Landesgleichstellungsgesetz kommt zu spät - Verabschiedung bis zur Wahl unrealistisch
Die Landtagsgrünen haben die verspätete Einbringung des Gleichstellungsgesetzes für Behinderte durch die Landesregierung scharf kritisiert. Die heutige (Dienstag) "Last-Minute-Aktion" sei offenbar dem...

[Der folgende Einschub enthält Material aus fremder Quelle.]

//! Per-node time stamps.
//!
//! Every group and entry carries a [`TimeInfo`]. All instants are UTC.
//! Runtime timestamps keep sub-second precision, but the persisted format
//! only stores whole seconds, so comparisons that must survive a save and
//! reload cycle go through [`Precision::Serialized`].

use crate::CompareOptions;
use chrono::{DateTime, SubsecRound, Utc};
use serde::{Deserialize, Serialize};
use std::cmp::Ordering;

/// Precision at which a timestamp is read.
#[derive(Debug, Clone, Copy, PartialEq, Eq, Default)]
pub enum Precision {
    /// Full runtime precision.
    #[default]
    High,
    /// Truncated to whole seconds, as stored on disk.
    Serialized,
}

/// Truncates an instant to the precision of the persisted format.
#[must_use]
pub fn serialized(time: DateTime<Utc>) -> DateTime<Utc> {
    time.trunc_subsecs(0)
}

fn at_precision(time: DateTime<Utc>, precision: Precision) -> DateTime<Utc> {
    match precision {
        Precision::High => time,
        Precision::Serialized => serialized(time),
    }
}

fn compare_time(lhs: DateTime<Utc>, rhs: DateTime<Utc>, options: CompareOptions) -> Ordering {
    if options.ignore_milliseconds {
        serialized(lhs).cmp(&serialized(rhs))
    } else {
        lhs.cmp(&rhs)
    }
}

/// Creation, modification, access, expiry and relocation stamps of a node.
#[derive(Debug, Clone, PartialEq, Eq, Serialize, Deserialize)]
pub struct TimeInfo {
    creation_time: DateTime<Utc>,
    last_modification_time: DateTime<Utc>,
    last_access_time: DateTime<Utc>,
    expiry_time: DateTime<Utc>,
    expires: bool,
    usage_count: u32,
    location_changed: DateTime<Utc>,
}

impl TimeInfo {
    /// Creates a time info with every stamp set to `now`, not expiring.
    #[must_use]
    pub fn new(now: DateTime<Utc>) -> Self {
        Self {
            creation_time: now,
            last_modification_time: now,
            last_access_time: now,
            expiry_time: now,
            expires: false,
            usage_count: 0,
            location_changed: now,
        }
    }

    #[must_use]
    pub fn creation_time(&self, precision: Precision) -> DateTime<Utc> {
        at_precision(self.creation_time, precision)
    }

    #[must_use]
    pub fn last_modification_time(&self, precision: Precision) -> DateTime<Utc> {
        at_precision(self.last_modification_time, precision)
    }

    #[must_use]
    pub fn last_access_time(&self, precision: Precision) -> DateTime<Utc> {
        at_precision(self.last_access_time, precision)
    }

    #[must_use]
    pub fn expiry_time(&self, precision: Precision) -> DateTime<Utc> {
        at_precision(self.expiry_time, precision)
    }

    #[must_use]
    pub fn expires(&self) -> bool {
        self.expires
    }

    #[must_use]
    pub fn usage_count(&self) -> u32 {
        self.usage_count
    }

    /// When the node last changed parent.
    #[must_use]
    pub fn location_changed(&self, precision: Precision) -> DateTime<Utc> {
        at_precision(self.location_changed, precision)
    }

    pub fn set_creation_time(&mut self, time: DateTime<Utc>) {
        self.creation_time = time;
    }

    pub fn set_last_modification_time(&mut self, time: DateTime<Utc>) {
        self.last_modification_time = time;
    }

    pub fn set_last_access_time(&mut self, time: DateTime<Utc>) {
        self.last_access_time = time;
    }

    pub fn set_expiry_time(&mut self, time: DateTime<Utc>) {
        self.expiry_time = time;
    }

    pub fn set_expires(&mut self, expires: bool) {
        self.expires = expires;
    }

    pub fn set_usage_count(&mut self, count: u32) {
        self.usage_count = count;
    }

    pub fn set_location_changed(&mut self, time: DateTime<Utc>) {
        self.location_changed = time;
    }

    /// Compares two time infos under the given options.
    ///
    /// Access time and usage count are statistics: they are skipped when
    /// `ignore_statistics` is set. The expiry time is only compared once both
    /// sides agree on whether the node expires at all.
    #[must_use]
    pub fn equals(&self, other: &Self, options: CompareOptions) -> bool {
        if compare_time(self.last_modification_time, other.last_modification_time, options)
            != Ordering::Equal
        {
            return false;
        }
        if compare_time(self.creation_time, other.creation_time, options) != Ordering::Equal {
            return false;
        }
        if !options.ignore_statistics
            && compare_time(self.last_access_time, other.last_access_time, options)
                != Ordering::Equal
        {
            return false;
        }
        if self.expires != other.expires
            || compare_time(self.expiry_time, other.expiry_time, options) != Ordering::Equal
        {
            return false;
        }
        if !options.ignore_statistics && self.usage_count != other.usage_count {
            return false;
        }
        compare_time(self.location_changed, other.location_changed, options) == Ordering::Equal
    }
}
//! Identifier type for groups and entries.
//!
//! Uses UUID v7 for freshly minted identifiers. Identifiers are never reused
//! and stay stable across clones and across replicas.

use serde::{Deserialize, Serialize};
use std::fmt;
use std::str::FromStr;
use uuid::Uuid;

/// Unique identifier for a group or entry.
///
/// Two replicas holding a node with the same `NodeId` hold the same logical
/// object, whatever its current content or location.
#[derive(Debug, Clone, Copy, PartialEq, Eq, PartialOrd, Ord, Hash, Serialize, Deserialize)]
#[serde(transparent)]
pub struct NodeId(Uuid);

impl NodeId {
    /// Creates a new node ID with the current timestamp.
    #[must_use]
    pub fn new() -> Self {
        Self(Uuid::now_v7())
    }

    /// Creates a node ID from an existing UUID.
    #[must_use]
    pub const fn from_uuid(uuid: Uuid) -> Self {
        Self(uuid)
    }

    /// Creates a node ID from raw bytes (handy for deterministic fixtures).
    #[must_use]
    pub const fn from_bytes(bytes: [u8; 16]) -> Self {
        Self(Uuid::from_bytes(bytes))
    }

    /// Returns the underlying UUID.
    #[must_use]
    pub const fn as_uuid(&self) -> Uuid {
        self.0
    }

    /// Returns the 32 digit lowercase hex form used in change descriptions.
    #[must_use]
    pub fn to_hex(&self) -> String {
        self.0.simple().to_string()
    }

    /// Parses a node ID from its hyphenated or simple form.
    pub fn parse(s: &str) -> crate::Result<Self> {
        Ok(Self(Uuid::parse_str(s)?))
    }
}

impl Default for NodeId {
    fn default() -> Self {
        Self::new()
    }
}

impl fmt::Display for NodeId {
    fn fmt(&self, f: &mut fmt::Formatter<'_>) -> fmt::Result {
        write!(f, "{}", self.0)
    }
}

impl FromStr for NodeId {
    type Err = uuid::Error;

    fn from_str(s: &str) -> Result<Self, Self::Err> {
        Ok(Self(Uuid::parse_str(s)?))
    }
}
//! Unified error handling for the replica node.
//!
//! Node operations fail with a [`NodeError`]; peer calls fail with a
//! [`TransportError`]. Transport failures never escape a quorum walk: a peer
//! that cannot be reached simply does not contribute.

use dynamo_proto::{ProtocolError, RpcError};
use thiserror::Error;

// ============================================================================
// Node Errors (store operations)
// ============================================================================

/// Errors returned by [`crate::node::ReplicaNode`] operations.
#[derive(Debug, Clone, PartialEq, Eq, Error)]
pub enum NodeError {
    /// The node is administratively unavailable. Fatal to this call only.
    #[error("server crashed")]
    ServerCrash,

    /// The written version adds nothing to what the node already holds.
    #[error("object version out of date")]
    StaleVersion,

    #[error("no such value: {0}")]
    NotFound(String),
}

impl NodeError {
    /// Get a static error code string for metrics labeling.
    #[inline]
    pub fn error_code(&self) -> &'static str {
        match self {
            Self::ServerCrash => "server_crash",
            Self::StaleVersion => "stale_version",
            Self::NotFound(_) => "not_found",
        }
    }
}

impl From<NodeError> for RpcError {
    fn from(err: NodeError) -> Self {
        match err {
            NodeError::ServerCrash => RpcError::ServerCrash,
            NodeError::StaleVersion => RpcError::StaleVersion,
            NodeError::NotFound(_) => RpcError::NotFound,
        }
    }
}

/// Result type for node operations.
pub type NodeResult<T> = Result<T, NodeError>;

// ============================================================================
// Transport Errors (peer calls)
// ============================================================================

/// Failure of a single call to another node.
#[derive(Debug, Error)]
pub enum TransportError {
    #[error("peer {peer} unreachable: {source}")]
    Unreachable {
        peer: String,
        #[source]
        source: std::io::Error,
    },

    #[error("peer {0} did not answer in time")]
    Timeout(String),

    #[error("protocol error: {0}")]
    Protocol(#[from] ProtocolError),

    #[error("connection closed before a reply arrived")]
    Closed,

    #[error("remote error: {0}")]
    Remote(#[from] RpcError),

    #[error("unexpected reply to {0}")]
    UnexpectedReply(&'static str),
}

impl TransportError {
    /// Static label for metrics.
    #[inline]
    pub fn error_code(&self) -> &'static str {
        match self {
            Self::Unreachable { .. } => "unreachable",
            Self::Timeout(_) => "timeout",
            Self::Protocol(_) => "protocol",
            Self::Closed => "closed",
            Self::Remote(RpcError::ServerCrash) => "server_crash",
            Self::Remote(RpcError::StaleVersion) => "stale_version",
            Self::Remote(RpcError::NotFound) => "not_found",
            Self::Remote(RpcError::BadRequest(_)) => "bad_request",
            Self::UnexpectedReply(_) => "unexpected_reply",
        }
    }
}
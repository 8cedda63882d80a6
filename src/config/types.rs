//! Core configuration types and loading.

use dynamo_proto::{ReplicaIdentity, preference_list_for};
use serde::Deserialize;
use std::path::Path;
use std::time::Duration;
use thiserror::Error;

/// Configuration errors.
#[derive(Debug, Error)]
pub enum ConfigError {
    #[error("failed to read config file: {0}")]
    Io(#[from] std::io::Error),
    #[error("failed to parse config: {0}")]
    Parse(#[from] toml::de::Error),
}

/// Cluster configuration.
#[derive(Debug, Clone, Deserialize)]
pub struct Config {
    /// Quorum sizes and timing shared by every node.
    pub cluster: ClusterConfig,
    /// Optional Prometheus endpoint.
    pub metrics: Option<MetricsConfig>,
    /// The replica set, in canonical ring order.
    #[serde(rename = "node", default)]
    pub nodes: Vec<NodeConfig>,
}

impl Config {
    /// Load configuration from a TOML file.
    pub fn load<P: AsRef<Path>>(path: P) -> Result<Self, ConfigError> {
        let content = std::fs::read_to_string(path)?;
        let config: Config = toml::from_str(&content)?;
        Ok(config)
    }

    /// Every node's identity in configuration order.
    pub fn ring(&self) -> Vec<ReplicaIdentity> {
        self.nodes.iter().map(NodeConfig::identity).collect()
    }

    /// Preference list for the node at `index`: the ring rotated so it starts there.
    pub fn preference_list(&self, index: usize) -> Vec<ReplicaIdentity> {
        preference_list_for(&self.ring(), index)
    }

    pub fn node(&self, id: &str) -> Option<(usize, &NodeConfig)> {
        self.nodes.iter().enumerate().find(|(_, n)| n.id == id)
    }
}

/// Settings shared by the whole replica set.
#[derive(Debug, Clone, Deserialize)]
pub struct ClusterConfig {
    /// Replicas (including the coordinator) a Put tries to reach (W).
    pub write_quorum: usize,
    /// Replicas (including the coordinator) a Get reads from (R).
    pub read_quorum: usize,
    /// Bound on a single peer call, in milliseconds.
    #[serde(default = "default_rpc_timeout_ms")]
    pub rpc_timeout_ms: u64,
    /// Period of automatic gossip rounds. Absent means gossip only on demand.
    #[serde(default)]
    pub gossip_interval_secs: Option<u64>,
}

impl ClusterConfig {
    pub fn rpc_timeout(&self) -> Duration {
        Duration::from_millis(self.rpc_timeout_ms)
    }

    pub fn gossip_interval(&self) -> Option<Duration> {
        self.gossip_interval_secs
            .filter(|secs| *secs > 0)
            .map(Duration::from_secs)
    }
}

fn default_rpc_timeout_ms() -> u64 {
    500
}

/// Prometheus endpoint configuration.
#[derive(Debug, Clone, Deserialize)]
pub struct MetricsConfig {
    /// Port for `/metrics`; 0 disables the endpoint.
    pub port: u16,
}

/// One replica.
#[derive(Debug, Clone, Deserialize)]
pub struct NodeConfig {
    /// Identifier stamped into vector clocks.
    pub id: String,
    pub address: String,
    pub port: u16,
}

impl NodeConfig {
    pub fn identity(&self) -> ReplicaIdentity {
        ReplicaIdentity::new(self.address.clone(), self.port)
    }
}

Die Landtagsgrünen haben die verspätete Einbringung des Gleichstellungsgesetzes für Behinderte durch die Landesregierung scharf kritisiert. Die heutige (Dienstag) "Last-Minute-Aktion" sei offenbar dem Wahlkampf geschuldet, sagte die stellvertretende Fraktionsvorsitzende Brigitte Pothmer. Sie erinnerte daran, dass seit über einem Jahr ein Gesetzentwurf des Landesbehindertenbeauftragten vorliegt, der von den Grünen übernommen wurde und zu dem eine ausführliche Anhörung bereits stattgefunden hat.

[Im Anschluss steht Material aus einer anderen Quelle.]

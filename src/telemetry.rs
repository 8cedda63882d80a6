//! Telemetry utilities for RPC timing and request correlation.

use std::time::Instant;

/// Guard for timing an RPC and recording its latency.
///
/// Records latency when dropped.
pub struct OperationTimer {
    method: &'static str,
    start: Instant,
}

impl OperationTimer {
    /// Start timing an RPC.
    pub fn new(method: &'static str) -> Self {
        Self {
            method,
            start: Instant::now(),
        }
    }
}

impl Drop for OperationTimer {
    fn drop(&mut self) {
        let duration = self.start.elapsed().as_secs_f64();
        crate::metrics::record_latency(self.method, duration);
    }
}

/// Standardized span constructors for replica observability.
pub mod spans {
    use tracing::{Span, debug_span, info_span};

    /// Create a span for a replica's lifetime tasks.
    pub fn node(node_id: &str, endpoint: &str) -> Span {
        info_span!("node", node = %node_id, endpoint = %endpoint)
    }

    /// Create a span for one inbound RPC, tagged with a fresh request id.
    pub fn rpc(node_id: &str, method: &str) -> Span {
        let request_id = uuid::Uuid::new_v4();
        info_span!("rpc", node = %node_id, method = %method, request_id = %request_id)
    }

    /// Create a span for a quorum or gossip walk over peers.
    pub fn fanout(node_id: &str, method: &str, key: &str) -> Span {
        debug_span!("fanout", node = %node_id, method = %method, key = %key)
    }
}
//! Integration test common infrastructure.
//!
//! Provides an in-process cluster wired through [`LocalTransport`], with
//! helpers for partitioning and healing individual replicas.

use dynamo_kv::network::LocalTransport;
use dynamo_kv::node::{Quorum, ReplicaNode};
use dynamo_proto::{ReplicaIdentity, preference_list_for};
use std::sync::Arc;
use std::time::Duration;

/// Replicas sharing one in-process transport.
pub struct TestCluster {
    pub net: LocalTransport,
    pub nodes: Vec<Arc<ReplicaNode>>,
}

#[allow(dead_code)]
impl TestCluster {
    /// `size` replicas named `n1..`, at `localhost:8000..`, each with the
    /// ring rotated to start at itself.
    pub fn new(size: usize, write: usize, read: usize) -> Self {
        let net = LocalTransport::new();
        let ring: Vec<ReplicaIdentity> = (0..size)
            .map(|i| ReplicaIdentity::new("localhost", 8000 + i as u16))
            .collect();

        let nodes: Vec<Arc<ReplicaNode>> = ring
            .iter()
            .enumerate()
            .map(|(i, identity)| {
                let node = Arc::new(
                    ReplicaNode::new(
                        identity.clone(),
                        format!("n{}", i + 1),
                        Quorum::new(write, read),
                        Arc::new(net.clone()),
                    )
                    .with_rpc_timeout(Duration::from_millis(200)),
                );
                node.send_preference_list(preference_list_for(&ring, i));
                net.register(&node);
                node
            })
            .collect();

        Self { net, nodes }
    }

    pub fn node(&self, index: usize) -> &Arc<ReplicaNode> {
        &self.nodes[index]
    }

    /// Make replica `index` unreachable from every other replica.
    pub fn partition(&self, index: usize) {
        self.net.unregister(self.nodes[index].identity());
    }

    pub fn heal(&self, index: usize) {
        self.net.register(&self.nodes[index]);
    }

    /// One gossip round from every available replica.
    pub async fn gossip_all(&self) {
        for node in &self.nodes {
            let _ = node.gossip().await;
        }
    }
}
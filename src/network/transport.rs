//! How a node reaches its peers.
//!
//! [`PeerTransport`] is the typed contract for the three peer-only calls a
//! node makes during fan-out. [`TcpTransport`] speaks the RPC protocol over
//! the network; [`super::LocalTransport`] calls nodes in the same process.

use crate::error::TransportError;
use crate::network::DynamoClient;
use async_trait::async_trait;
use dynamo_proto::{ObjectEntry, ReplicaIdentity, StoreSnapshot, VersionSet};
use std::time::Duration;

#[async_trait]
pub trait PeerTransport: Send + Sync {
    /// Replicate `entries` for `key` onto `peer`.
    async fn s_put(
        &self,
        peer: &ReplicaIdentity,
        key: &str,
        entries: &[ObjectEntry],
    ) -> Result<bool, TransportError>;

    /// Fetch `peer`'s version set for `key`.
    async fn s_get(&self, peer: &ReplicaIdentity, key: &str) -> Result<VersionSet, TransportError>;

    /// Push a full store snapshot to `peer`.
    async fn s_gossip(
        &self,
        peer: &ReplicaIdentity,
        store: &StoreSnapshot,
    ) -> Result<(), TransportError>;
}

/// Peer calls over TCP, one connection per call.
#[derive(Debug, Clone)]
pub struct TcpTransport {
    timeout: Duration,
}

impl TcpTransport {
    pub fn new(timeout: Duration) -> Self {
        Self { timeout }
    }

    fn client(&self, peer: &ReplicaIdentity) -> DynamoClient {
        DynamoClient::for_replica(peer).with_timeout(self.timeout)
    }
}

#[async_trait]
impl PeerTransport for TcpTransport {
    async fn s_put(
        &self,
        peer: &ReplicaIdentity,
        key: &str,
        entries: &[ObjectEntry],
    ) -> Result<bool, TransportError> {
        self.client(peer).s_put(key, entries).await
    }

    async fn s_get(&self, peer: &ReplicaIdentity, key: &str) -> Result<VersionSet, TransportError> {
        self.client(peer).s_get(key).await
    }

    async fn s_gossip(
        &self,
        peer: &ReplicaIdentity,
        store: &StoreSnapshot,
    ) -> Result<(), TransportError> {
        self.client(peer).s_gossip(store).await
    }
}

"Durch die verzögerte Einbringung wurde die Verbesserung der Situation der Behinderten auf die lange Bank geschoben. Die Sozialministerin hat ihre kalte Schulter gezeigt", sagte Pothmer. Wegen der Kürze der Zeit bis zur Landtagswahl sei es völlig unrealistisch, dass der Gesetzentwurf noch in dieser Wahlperiode verabschiedet weden könne.

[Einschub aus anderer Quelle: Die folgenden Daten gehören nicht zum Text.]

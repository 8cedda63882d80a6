//! Replica node: quorum reads and writes, peer replication, gossip, and
//! fault injection.
//!
//! Each [`ReplicaNode`] owns its store, its crash state and its preference
//! list. Client operations ([`ReplicaNode::put`], [`ReplicaNode::get`])
//! update the local store and then walk the preference list, calling the
//! peer-only operations on other nodes through a [`PeerTransport`] until the
//! write or read quorum is met. Every peer call is bounded by the node's RPC
//! timeout; a peer that fails or times out is skipped.

pub mod crash;
pub mod store;

use crate::error::{NodeError, NodeResult, TransportError};
use crate::metrics;
use crate::network::PeerTransport;
use crate::telemetry::spans;
use dynamo_proto::{Context, ObjectEntry, ReplicaIdentity, StoreSnapshot, VersionSet, reconcile};
use parking_lot::RwLock;
use std::future::Future;
use std::sync::Arc;
use std::time::Duration;
use tracing::{Instrument, debug, info, warn};

pub use crash::CrashState;
pub use store::ReplicatedStore;

/// Default bound on a single peer call.
pub const DEFAULT_RPC_TIMEOUT: Duration = Duration::from_millis(500);

/// Write (W) and read (R) quorum sizes. Both count the serving node itself.
#[derive(Debug, Clone, Copy, PartialEq, Eq)]
pub struct Quorum {
    pub write: usize,
    pub read: usize,
}

impl Quorum {
    pub fn new(write: usize, read: usize) -> Self {
        Self { write, read }
    }
}

/// Outcome of a successful Put.
///
/// A Put succeeds once the local merge is stored, even if fewer than W
/// replicas acknowledged; the shortfall is left to gossip.
#[derive(Debug, Clone, Copy, PartialEq, Eq)]
pub struct PutReceipt {
    /// Replicas holding the write, including this node.
    pub acks: usize,
    pub write_quorum: usize,
}

impl PutReceipt {
    pub fn quorum_met(&self) -> bool {
        self.acks >= self.write_quorum
    }
}

pub struct ReplicaNode {
    identity: ReplicaIdentity,
    node_id: String,
    quorum: Quorum,
    rpc_timeout: Duration,
    preference_list: RwLock<Vec<ReplicaIdentity>>,
    store: ReplicatedStore,
    crash: CrashState,
    transport: Arc<dyn PeerTransport>,
}

impl ReplicaNode {
    /// Create a node with an empty store and an empty preference list.
    ///
    /// `node_id` is the identifier this node stamps into vector clocks.
    pub fn new(
        identity: ReplicaIdentity,
        node_id: impl Into<String>,
        quorum: Quorum,
        transport: Arc<dyn PeerTransport>,
    ) -> Self {
        Self {
            identity,
            node_id: node_id.into(),
            quorum,
            rpc_timeout: DEFAULT_RPC_TIMEOUT,
            preference_list: RwLock::new(Vec::new()),
            store: ReplicatedStore::new(),
            crash: CrashState::new(),
            transport,
        }
    }

    pub fn with_rpc_timeout(mut self, timeout: Duration) -> Self {
        self.rpc_timeout = timeout;
        self
    }

    pub fn identity(&self) -> &ReplicaIdentity {
        &self.identity
    }

    pub fn node_id(&self) -> &str {
        &self.node_id
    }

    pub fn quorum(&self) -> Quorum {
        self.quorum
    }

    pub fn preference_list(&self) -> Vec<ReplicaIdentity> {
        self.preference_list.read().clone()
    }

    pub fn is_crashed(&self) -> bool {
        self.crash.is_crashed()
    }

    pub fn crashed_until(&self) -> Option<chrono::DateTime<chrono::Utc>> {
        self.crash.crashed_until()
    }

    /// Copy of the whole local store.
    pub async fn snapshot(&self) -> StoreSnapshot {
        self.store.snapshot().await
    }

    /// Number of keys held locally.
    pub async fn key_count(&self) -> usize {
        self.store.read().await.len()
    }

    // ------------------------------------------------------------------
    // Client operations
    // ------------------------------------------------------------------

    /// Write `value` for `key` in causal context `context`.
    ///
    /// The context is stamped with this node's id before merging, so two
    /// writes served here with the same context collide and the second is
    /// rejected as [`NodeError::StaleVersion`]. The store stays exclusively
    /// locked for the whole replication walk.
    pub async fn put(
        &self,
        key: &str,
        mut context: Context,
        value: Vec<u8>,
    ) -> NodeResult<PutReceipt> {
        self.crash.ensure_available()?;

        context.clock.increment(&self.node_id);
        let entry = ObjectEntry::new(context, value);

        let mut store = self.store.write().await;
        let merged = store.merge(key, std::slice::from_ref(&entry));
        if !merged.changed() {
            debug!(
                node = %self.identity,
                key,
                clock = %entry.context.clock,
                "Rejected stale put"
            );
            return Err(NodeError::StaleVersion);
        }
        info!(
            node = %self.identity,
            key,
            versions = merged.versions.len(),
            "PUT"
        );

        let mut acks = 1;
        let fanout = spans::fanout(&self.node_id, "S_Put", key);
        async {
            for peer in self.peers() {
                if acks >= self.quorum.write {
                    break;
                }
                let call = self.transport.s_put(&peer, key, &merged.versions);
                if self.call_peer("S_Put", &peer, call).await.is_ok() {
                    acks += 1;
                }
            }
        }
        .instrument(fanout)
        .await;
        drop(store);

        let receipt = PutReceipt {
            acks,
            write_quorum: self.quorum.write,
        };
        if !receipt.quorum_met() {
            warn!(
                node = %self.identity,
                key,
                acks,
                write_quorum = self.quorum.write,
                "Write quorum not reached; relying on gossip"
            );
        }
        Ok(receipt)
    }

    /// Read every live version of `key` across the read quorum.
    ///
    /// Concurrent versions are all returned; resolving them is the caller's
    /// job. Only peers that answer successfully count toward R.
    pub async fn get(&self, key: &str) -> NodeResult<VersionSet> {
        self.crash.ensure_available()?;

        let store = self.store.read().await;
        let mut versions = store.entries(key).cloned().unwrap_or_default();

        let mut reads = 1;
        let fanout = spans::fanout(&self.node_id, "S_Get", key);
        async {
            for peer in self.peers() {
                if reads >= self.quorum.read {
                    break;
                }
                let call = self.transport.s_get(&peer, key);
                if let Ok(remote) = self.call_peer("S_Get", &peer, call).await {
                    versions = reconcile(&versions, &remote).versions;
                    reads += 1;
                }
            }
        }
        .instrument(fanout)
        .await;
        drop(store);

        if versions.is_empty() {
            debug!(node = %self.identity, key, reads, "GET found nothing");
            return Err(NodeError::NotFound(key.to_string()));
        }
        info!(node = %self.identity, key, reads, versions = versions.len(), "GET");
        Ok(versions)
    }

    // ------------------------------------------------------------------
    // Peer-only operations
    // ------------------------------------------------------------------

    /// Merge a version set replicated by another node.
    ///
    /// Returns whether anything was stored. No further fan-out.
    pub async fn s_put(&self, key: &str, entries: &[ObjectEntry]) -> NodeResult<bool> {
        self.crash.ensure_available()?;

        let merged = self.store.write().await.merge(key, entries);
        debug!(
            node = %self.identity,
            key,
            new_versions = merged.new_count,
            "S_PUT"
        );
        Ok(merged.changed())
    }

    /// The local version set for `key`.
    pub async fn s_get(&self, key: &str) -> NodeResult<VersionSet> {
        self.crash.ensure_available()?;

        match self.store.read().await.entries(key) {
            Some(versions) => Ok(versions.clone()),
            None => Err(NodeError::NotFound(key.to_string())),
        }
    }

    /// Merge a peer's full store, key by key.
    pub async fn s_gossip(&self, snapshot: &StoreSnapshot) -> NodeResult<()> {
        self.crash.ensure_available()?;

        let mut accepted = 0;
        {
            let mut store = self.store.write().await;
            for (key, entries) in snapshot {
                accepted += store.merge(key, entries).new_count;
            }
        }
        metrics::record_gossip_accepted(accepted);
        debug!(
            node = %self.identity,
            keys = snapshot.len(),
            new_versions = accepted,
            "S_GOSSIP"
        );
        Ok(())
    }

    // ------------------------------------------------------------------
    // Administration
    // ------------------------------------------------------------------

    /// Push the whole local store to every other node in the preference list.
    ///
    /// Returns how many peers accepted the push.
    pub async fn gossip(&self) -> NodeResult<usize> {
        self.crash.ensure_available()?;

        let snapshot = self.store.snapshot().await;
        let peers = self.peers();
        let mut reached = 0;
        let fanout = spans::fanout(&self.node_id, "S_Gossip", "*");
        async {
            for peer in &peers {
                let call = self.transport.s_gossip(peer, &snapshot);
                if self.call_peer("S_Gossip", peer, call).await.is_ok() {
                    reached += 1;
                }
            }
        }
        .instrument(fanout)
        .await;

        if reached < peers.len() {
            warn!(
                node = %self.identity,
                keys = snapshot.len(),
                reached,
                peers = peers.len(),
                "Gossip did not reach every peer"
            );
        } else {
            info!(node = %self.identity, keys = snapshot.len(), peers = reached, "GOSSIP");
        }
        Ok(reached)
    }

    /// Become unavailable for `seconds`. Fails if already crashed.
    pub fn crash(&self, seconds: u64) -> NodeResult<bool> {
        self.crash.crash(Duration::from_secs(seconds), &self.node_id)?;
        Ok(true)
    }

    /// Replace the preference list. Trusted; not validated.
    pub fn send_preference_list(&self, nodes: Vec<ReplicaIdentity>) {
        info!(
            node = %self.identity,
            list = ?nodes.iter().map(ToString::to_string).collect::<Vec<_>>(),
            "Preference list updated"
        );
        *self.preference_list.write() = nodes;
    }

    // ------------------------------------------------------------------
    // Helpers
    // ------------------------------------------------------------------

    /// Preference list without this node, in order.
    fn peers(&self) -> Vec<ReplicaIdentity> {
        self.preference_list
            .read()
            .iter()
            .filter(|node| **node != self.identity)
            .cloned()
            .collect()
    }

    /// Run one peer call under the RPC timeout. Failures are logged and
    /// counted, then handed back for the caller to skip.
    async fn call_peer<T, F>(
        &self,
        method: &'static str,
        peer: &ReplicaIdentity,
        call: F,
    ) -> Result<T, TransportError>
    where
        F: Future<Output = Result<T, TransportError>>,
    {
        let result = match tokio::time::timeout(self.rpc_timeout, call).await {
            Ok(result) => result,
            Err(_) => Err(TransportError::Timeout(peer.to_string())),
        };
        if let Err(e) = &result {
            metrics::record_peer_failure(method, e.error_code());
            debug!(
                node = %self.identity,
                peer = %peer,
                method,
                error = %e,
                "Peer did not contribute"
            );
        }
        result
    }
}

impl std::fmt::Debug for ReplicaNode {
    fn fmt(&self, f: &mut std::fmt::Formatter<'_>) -> std::fmt::Result {
        f.debug_struct("ReplicaNode")
            .field("identity", &self.identity)
            .field("node_id", &self.node_id)
            .field("quorum", &self.quorum)
            .field("crashed", &self.crash.is_crashed())
            .finish()
    }
}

Die Grünen-Politikerin kritisierte, dass wesentliche Anliegen des ersten Gesetzes im jetzt vorliegenden zweiten Entwurf nicht mehr ausreichend berücksichtigt seien. Dazu gehörten insbesondere der Vorrang der integrativen Erziehung in Schule und Kindergarten und eine konsequentere Durchsetzung der Barrierefreiheit bei Bauten und im Verkehrsbereich.